▶ Work required: Answer with a number only, stating how many lines of the records hold the word "wire".
★ ★ ★ ★ ★
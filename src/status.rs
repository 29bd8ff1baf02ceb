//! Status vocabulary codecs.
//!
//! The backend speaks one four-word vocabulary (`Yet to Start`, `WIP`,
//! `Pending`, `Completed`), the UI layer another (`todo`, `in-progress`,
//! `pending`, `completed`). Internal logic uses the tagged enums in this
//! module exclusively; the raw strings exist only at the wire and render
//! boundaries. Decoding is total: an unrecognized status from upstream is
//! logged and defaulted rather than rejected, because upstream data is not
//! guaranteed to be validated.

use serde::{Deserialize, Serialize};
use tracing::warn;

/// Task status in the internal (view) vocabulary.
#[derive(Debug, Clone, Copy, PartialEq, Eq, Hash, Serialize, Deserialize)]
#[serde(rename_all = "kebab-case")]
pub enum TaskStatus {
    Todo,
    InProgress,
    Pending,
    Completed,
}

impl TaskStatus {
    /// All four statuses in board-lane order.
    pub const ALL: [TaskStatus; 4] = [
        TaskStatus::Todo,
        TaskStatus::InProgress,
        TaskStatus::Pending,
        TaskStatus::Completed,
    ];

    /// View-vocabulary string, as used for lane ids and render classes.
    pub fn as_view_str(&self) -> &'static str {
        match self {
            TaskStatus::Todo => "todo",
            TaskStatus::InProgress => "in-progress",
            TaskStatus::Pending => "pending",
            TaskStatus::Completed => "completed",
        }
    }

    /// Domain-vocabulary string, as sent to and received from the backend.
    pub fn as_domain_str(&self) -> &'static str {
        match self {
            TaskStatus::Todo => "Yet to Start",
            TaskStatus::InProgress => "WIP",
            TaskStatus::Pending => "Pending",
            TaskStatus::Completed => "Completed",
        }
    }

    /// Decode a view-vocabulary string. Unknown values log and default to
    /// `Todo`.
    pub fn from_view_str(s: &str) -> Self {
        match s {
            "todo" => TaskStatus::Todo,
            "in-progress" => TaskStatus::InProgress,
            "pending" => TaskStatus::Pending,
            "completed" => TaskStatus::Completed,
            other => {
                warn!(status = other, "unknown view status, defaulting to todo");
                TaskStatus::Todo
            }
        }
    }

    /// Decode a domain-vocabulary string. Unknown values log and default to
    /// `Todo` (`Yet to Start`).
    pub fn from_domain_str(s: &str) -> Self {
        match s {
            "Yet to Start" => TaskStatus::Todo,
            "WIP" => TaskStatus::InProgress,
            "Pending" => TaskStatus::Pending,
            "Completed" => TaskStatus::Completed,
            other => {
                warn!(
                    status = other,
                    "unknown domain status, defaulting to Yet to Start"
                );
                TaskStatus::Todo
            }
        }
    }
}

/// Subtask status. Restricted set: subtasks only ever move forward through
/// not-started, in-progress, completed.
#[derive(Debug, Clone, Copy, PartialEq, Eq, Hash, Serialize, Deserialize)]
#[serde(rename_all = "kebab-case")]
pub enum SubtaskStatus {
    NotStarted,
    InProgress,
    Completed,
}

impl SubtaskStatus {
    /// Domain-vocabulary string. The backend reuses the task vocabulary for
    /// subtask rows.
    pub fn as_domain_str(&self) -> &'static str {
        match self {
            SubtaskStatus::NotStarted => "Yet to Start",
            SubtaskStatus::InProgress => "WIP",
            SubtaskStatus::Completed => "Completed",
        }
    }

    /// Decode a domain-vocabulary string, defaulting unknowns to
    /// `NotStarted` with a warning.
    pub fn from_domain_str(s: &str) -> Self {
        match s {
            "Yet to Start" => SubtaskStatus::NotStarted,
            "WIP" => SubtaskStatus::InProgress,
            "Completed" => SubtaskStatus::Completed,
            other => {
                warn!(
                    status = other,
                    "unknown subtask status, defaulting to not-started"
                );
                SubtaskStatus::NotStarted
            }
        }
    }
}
★ ★ ★ ★ ★
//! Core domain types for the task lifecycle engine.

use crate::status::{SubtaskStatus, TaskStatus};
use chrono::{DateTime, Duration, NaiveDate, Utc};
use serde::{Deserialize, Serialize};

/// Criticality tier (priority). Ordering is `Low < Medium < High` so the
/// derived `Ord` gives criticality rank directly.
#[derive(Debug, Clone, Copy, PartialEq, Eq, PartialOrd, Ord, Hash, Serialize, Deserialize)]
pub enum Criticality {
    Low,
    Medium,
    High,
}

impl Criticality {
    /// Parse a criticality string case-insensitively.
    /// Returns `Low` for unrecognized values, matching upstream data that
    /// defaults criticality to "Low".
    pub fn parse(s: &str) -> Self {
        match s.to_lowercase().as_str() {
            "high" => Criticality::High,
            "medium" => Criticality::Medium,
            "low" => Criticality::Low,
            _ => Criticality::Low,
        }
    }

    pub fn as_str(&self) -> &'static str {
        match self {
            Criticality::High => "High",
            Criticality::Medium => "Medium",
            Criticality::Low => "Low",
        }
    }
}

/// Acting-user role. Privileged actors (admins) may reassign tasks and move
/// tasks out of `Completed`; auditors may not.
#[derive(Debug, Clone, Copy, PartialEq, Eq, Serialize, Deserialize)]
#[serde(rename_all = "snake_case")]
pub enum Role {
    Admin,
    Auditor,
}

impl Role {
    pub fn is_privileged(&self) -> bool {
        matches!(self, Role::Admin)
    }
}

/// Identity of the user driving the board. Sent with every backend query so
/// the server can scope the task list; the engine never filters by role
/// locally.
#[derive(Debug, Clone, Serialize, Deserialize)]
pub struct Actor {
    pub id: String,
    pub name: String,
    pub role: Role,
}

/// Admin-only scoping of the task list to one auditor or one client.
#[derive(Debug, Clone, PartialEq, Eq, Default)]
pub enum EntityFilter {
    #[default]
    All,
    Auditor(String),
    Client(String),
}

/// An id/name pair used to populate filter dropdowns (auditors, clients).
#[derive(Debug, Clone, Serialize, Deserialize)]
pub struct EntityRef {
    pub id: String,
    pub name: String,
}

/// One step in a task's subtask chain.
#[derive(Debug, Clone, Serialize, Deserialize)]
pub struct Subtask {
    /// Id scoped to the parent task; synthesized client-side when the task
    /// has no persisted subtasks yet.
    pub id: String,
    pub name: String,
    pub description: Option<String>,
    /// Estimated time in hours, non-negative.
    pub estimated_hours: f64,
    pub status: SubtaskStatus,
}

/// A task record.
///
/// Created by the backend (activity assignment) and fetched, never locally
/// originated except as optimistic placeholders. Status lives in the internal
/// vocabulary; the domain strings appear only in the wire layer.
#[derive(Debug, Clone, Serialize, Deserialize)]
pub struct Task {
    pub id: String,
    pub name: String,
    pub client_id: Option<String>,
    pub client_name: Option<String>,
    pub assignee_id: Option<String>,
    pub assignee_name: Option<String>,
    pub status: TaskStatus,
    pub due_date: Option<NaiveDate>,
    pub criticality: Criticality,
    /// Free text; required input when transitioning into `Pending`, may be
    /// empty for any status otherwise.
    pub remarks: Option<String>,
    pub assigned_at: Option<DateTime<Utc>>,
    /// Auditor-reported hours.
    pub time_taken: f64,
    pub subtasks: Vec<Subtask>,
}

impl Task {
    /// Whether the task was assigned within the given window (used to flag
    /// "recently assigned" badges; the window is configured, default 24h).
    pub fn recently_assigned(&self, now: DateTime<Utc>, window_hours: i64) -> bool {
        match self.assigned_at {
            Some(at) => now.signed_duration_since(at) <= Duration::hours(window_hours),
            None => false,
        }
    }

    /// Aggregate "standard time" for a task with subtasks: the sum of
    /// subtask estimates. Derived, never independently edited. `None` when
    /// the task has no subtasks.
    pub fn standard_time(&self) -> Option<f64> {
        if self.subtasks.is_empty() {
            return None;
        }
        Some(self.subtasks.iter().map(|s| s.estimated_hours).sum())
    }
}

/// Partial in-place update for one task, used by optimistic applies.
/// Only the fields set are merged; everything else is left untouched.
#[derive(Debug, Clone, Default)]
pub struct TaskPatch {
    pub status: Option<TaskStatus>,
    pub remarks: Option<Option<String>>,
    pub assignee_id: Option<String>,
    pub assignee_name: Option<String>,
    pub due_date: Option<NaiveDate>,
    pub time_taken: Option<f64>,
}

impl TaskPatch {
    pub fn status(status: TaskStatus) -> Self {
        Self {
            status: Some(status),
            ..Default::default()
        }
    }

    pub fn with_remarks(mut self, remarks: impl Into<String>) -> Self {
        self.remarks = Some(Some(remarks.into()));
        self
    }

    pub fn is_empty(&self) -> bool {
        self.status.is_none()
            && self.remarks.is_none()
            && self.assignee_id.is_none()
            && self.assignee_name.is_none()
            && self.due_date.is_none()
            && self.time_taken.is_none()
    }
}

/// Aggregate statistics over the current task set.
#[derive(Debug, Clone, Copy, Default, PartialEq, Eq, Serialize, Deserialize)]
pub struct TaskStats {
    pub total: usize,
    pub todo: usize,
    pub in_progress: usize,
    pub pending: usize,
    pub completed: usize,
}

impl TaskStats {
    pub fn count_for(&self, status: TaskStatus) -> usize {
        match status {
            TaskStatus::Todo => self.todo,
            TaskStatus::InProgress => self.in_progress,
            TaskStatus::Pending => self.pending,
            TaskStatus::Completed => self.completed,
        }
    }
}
★ ★ ★ ★ ★
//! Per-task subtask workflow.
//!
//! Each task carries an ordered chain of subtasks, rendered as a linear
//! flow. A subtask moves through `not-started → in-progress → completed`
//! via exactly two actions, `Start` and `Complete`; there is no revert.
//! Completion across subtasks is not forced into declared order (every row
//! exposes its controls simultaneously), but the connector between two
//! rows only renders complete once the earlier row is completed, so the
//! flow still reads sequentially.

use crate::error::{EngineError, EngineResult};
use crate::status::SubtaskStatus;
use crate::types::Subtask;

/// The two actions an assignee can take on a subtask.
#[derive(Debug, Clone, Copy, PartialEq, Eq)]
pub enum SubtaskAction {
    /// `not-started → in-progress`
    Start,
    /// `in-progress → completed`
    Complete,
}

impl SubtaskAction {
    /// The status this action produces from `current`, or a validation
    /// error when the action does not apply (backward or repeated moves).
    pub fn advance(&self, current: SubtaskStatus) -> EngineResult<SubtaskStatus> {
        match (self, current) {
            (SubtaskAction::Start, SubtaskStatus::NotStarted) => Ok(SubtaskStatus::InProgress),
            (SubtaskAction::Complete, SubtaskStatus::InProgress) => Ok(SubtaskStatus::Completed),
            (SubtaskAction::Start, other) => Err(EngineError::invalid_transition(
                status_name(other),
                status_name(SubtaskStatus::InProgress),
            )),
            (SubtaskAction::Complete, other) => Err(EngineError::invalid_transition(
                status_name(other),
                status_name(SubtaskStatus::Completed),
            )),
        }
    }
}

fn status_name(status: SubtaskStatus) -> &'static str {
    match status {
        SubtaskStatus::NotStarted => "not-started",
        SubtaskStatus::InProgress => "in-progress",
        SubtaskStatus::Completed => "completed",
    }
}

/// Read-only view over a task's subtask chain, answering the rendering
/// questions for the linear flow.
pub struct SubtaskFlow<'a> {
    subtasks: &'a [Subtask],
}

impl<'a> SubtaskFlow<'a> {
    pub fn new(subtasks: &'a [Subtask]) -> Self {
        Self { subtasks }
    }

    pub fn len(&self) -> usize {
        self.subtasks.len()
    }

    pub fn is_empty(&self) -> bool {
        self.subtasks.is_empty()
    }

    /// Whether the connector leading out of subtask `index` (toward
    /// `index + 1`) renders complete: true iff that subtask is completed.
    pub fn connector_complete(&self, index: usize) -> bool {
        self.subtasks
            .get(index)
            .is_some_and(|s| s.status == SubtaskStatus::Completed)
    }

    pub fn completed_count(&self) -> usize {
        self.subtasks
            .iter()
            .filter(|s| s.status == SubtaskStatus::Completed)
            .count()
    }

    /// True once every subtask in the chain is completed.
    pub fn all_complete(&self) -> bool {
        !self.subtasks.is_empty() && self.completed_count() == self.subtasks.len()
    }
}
★ ★ ★ ★ ★
▶ Problem solution: 2